El Oso, envolvido no desejo ardente de retomar a família perdida, não parece perceber que carrega a marca irreversível do crime cometido e dos anos em que esteve preso, representados pelo vermelho. É visto e tratado por todos como um criminoso, se portando, também, como tal, mesmo que involuntariamente. Tal estigma pode também ser representado pela cor vermelha.

Em razão de tudo isso, Natalia teme o ex-esposo e não confia nas suas boas intenções, pois percebe que, apesar dos esforços demonstrados, ele não se regenerou. Sergio receia que a polícia suspeite de um possível envolvimento com o infrator, pois ele frequenta sua casa. Até mesmo Alicia vê o pai de forma suspeita, pois questiona se o automóvel que dirige é dele mesmo ou roubado. A menina tem receios de que reincida no crime.

Apenas na sequência do parque de diversões o protagonista parece notar a impossibilidade de se reinserir na sociedade. Esther o denuncia aos guardas, que o revistam na frente da filha, humilhando-o e frustrando as expectativas da pequena de ver seu pai reabilitado. Neste momento, a mãe de Vero veste uma camiseta vermelha. O emprego dessa cor na vestimenta da mulher pode ser interpretado como um símbolo do seu ato de violência, representado pela tentativa de excluir o antigo vizinho do convívio social.

Enquanto a menina observa o pai sendo revistado, os dois são filmados em plano geral, de forma a mostrar a barra da grade que cerca o brinquedo e está interposta entre eles, separando-os. Grades ou barras são usadas em várias cenas para representar o obstáculo que os separa: a adesão de El Oso ao mundo do crime.

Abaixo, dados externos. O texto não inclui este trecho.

//! Criterion benchmarks for zenapng animation assembly.
//!
//! Tracks performance across:
//! - Compression levels (fast, default, best)
//! - Frame counts and sub-frame sizes
//! - Chunk splitting alone, without compression

use criterion::{black_box, criterion_group, criterion_main, BenchmarkId, Criterion, Throughput};
use zenapng::mux::{split_png, Animation, AnimationEncoder, EncoderConfig};
use zenapng::{CompressionLevel, FrameCodec, PixelLayout, PngCodec, Raster};

/// Synthetic RGBA frame with a moving diagonal pattern.
fn synthetic_rgba(width: u32, height: u32, phase: u32) -> Vec<u8> {
    let mut out = Vec::with_capacity((width * height * 4) as usize);
    for y in 0..height {
        for x in 0..width {
            let v = (x + y + phase) & 0xFF;
            out.extend_from_slice(&[v as u8, (x & 0xFF) as u8, (y & 0xFF) as u8, 255]);
        }
    }
    out
}

fn bench_compression_levels(c: &mut Criterion) {
    let (w, h) = (256, 256);
    let frames: Vec<Vec<u8>> = (0..8).map(|i| synthetic_rgba(w, h, i * 16)).collect();
    let mut anim = Animation::new(0);
    for f in &frames {
        anim.push_frame(Raster::new(f, PixelLayout::Rgba8, w, h), 4);
    }

    let mut group = c.benchmark_group("compression");
    group.throughput(Throughput::Bytes((w * h * 4 * frames.len() as u32) as u64));
    for (name, level) in [
        ("fast", CompressionLevel::Fast),
        ("default", CompressionLevel::Default),
        ("best", CompressionLevel::Best),
    ] {
        let encoder = AnimationEncoder::new(EncoderConfig::new().with_compression(level));
        group.bench_with_input(BenchmarkId::from_parameter(name), &anim, |b, anim| {
            b.iter(|| encoder.encode_to_vec(black_box(anim)).unwrap())
        });
    }
    group.finish();
}

fn bench_frame_counts(c: &mut Criterion) {
    let (w, h) = (128, 128);
    let canvas = synthetic_rgba(w, h, 0);
    let tile = synthetic_rgba(32, 32, 7);
    let encoder = AnimationEncoder::new(EncoderConfig::new().with_compression(CompressionLevel::Fast));

    let mut group = c.benchmark_group("frames");
    for count in [2usize, 16, 64] {
        let mut anim = Animation::new(0);
        anim.push_frame(Raster::new(&canvas, PixelLayout::Rgba8, w, h), 2);
        for i in 1..count {
            let offset = ((i * 8) % 96) as i32;
            anim.push_frame(
                Raster::new(&tile, PixelLayout::Rgba8, 32, 32).at(offset, offset),
                2,
            );
        }
        group.bench_with_input(BenchmarkId::from_parameter(count), &anim, |b, anim| {
            b.iter(|| encoder.encode_to_vec(black_box(anim)).unwrap())
        });
    }
    group.finish();
}

fn bench_split(c: &mut Criterion) {
    let pixels = synthetic_rgba(512, 512, 3);
    let png = PngCodec::new()
        .encode(&Raster::new(&pixels, PixelLayout::Rgba8, 512, 512))
        .unwrap();

    let mut group = c.benchmark_group("split");
    group.throughput(Throughput::Bytes(png.len() as u64));
    group.bench_function("split_png", |b| {
        b.iter(|| split_png(black_box(&png)).unwrap().data.len())
    });
    group.finish();
}

criterion_group!(
    benches,
    bench_compression_levels,
    bench_frame_counts,
    bench_split
);
criterion_main!(benches);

Assim, na primeira visita realizada à Alicia, após sair da prisão, Rubén conversa com Natalia por detrás do portão de sua casa, cujas barras são verdes. Durante o diálogo, alternam-se primeiros planos dos seus rostos. Tal procedimento permite a apresentação do ponto de vista dos dois personagens, que se observam sempre por

detrás das barras, remetendo ao período de reclusão do protagonista, cujo isolamento se estende para sua vida em liberdade. Esse recurso é utilizado também quando El Oso entrega o dinheiro do assalto a Sergio e se despede da família. Alternam-se os pontos de vista de Natalia e de Alicia com o do pai da criança. Mãe e filha o observam por detrás das grades do portão, através do vidro da janela, da mesma maneira que ele as vê, de forma a transmitir a impressão de que Rubén está atrás das barras de uma cela da prisão. Em seguida, assistimos a sua partida sob o ponto de vista delas, que o observam no automóvel roubado, também por detrás das grades, em enquadramento centralizado. O conselho dado por Guemes, “A veces, para hacer el bien a la gente que le quiere, lo mejor es estar lejos”, baseado na história do taxista Ramiro, que perdeu a neta e o filho, em virtude de uma vingança de policiais, confirma para El Oso a irreversibilidade de sua condição. Assim, comete um ato heroico: renuncia ao que mais ama, a sua família, e torna a roubar, a fim de salvá-la da ruína econômica. Com essa decisão, compromete qualquer possibilidade de se reabilitar.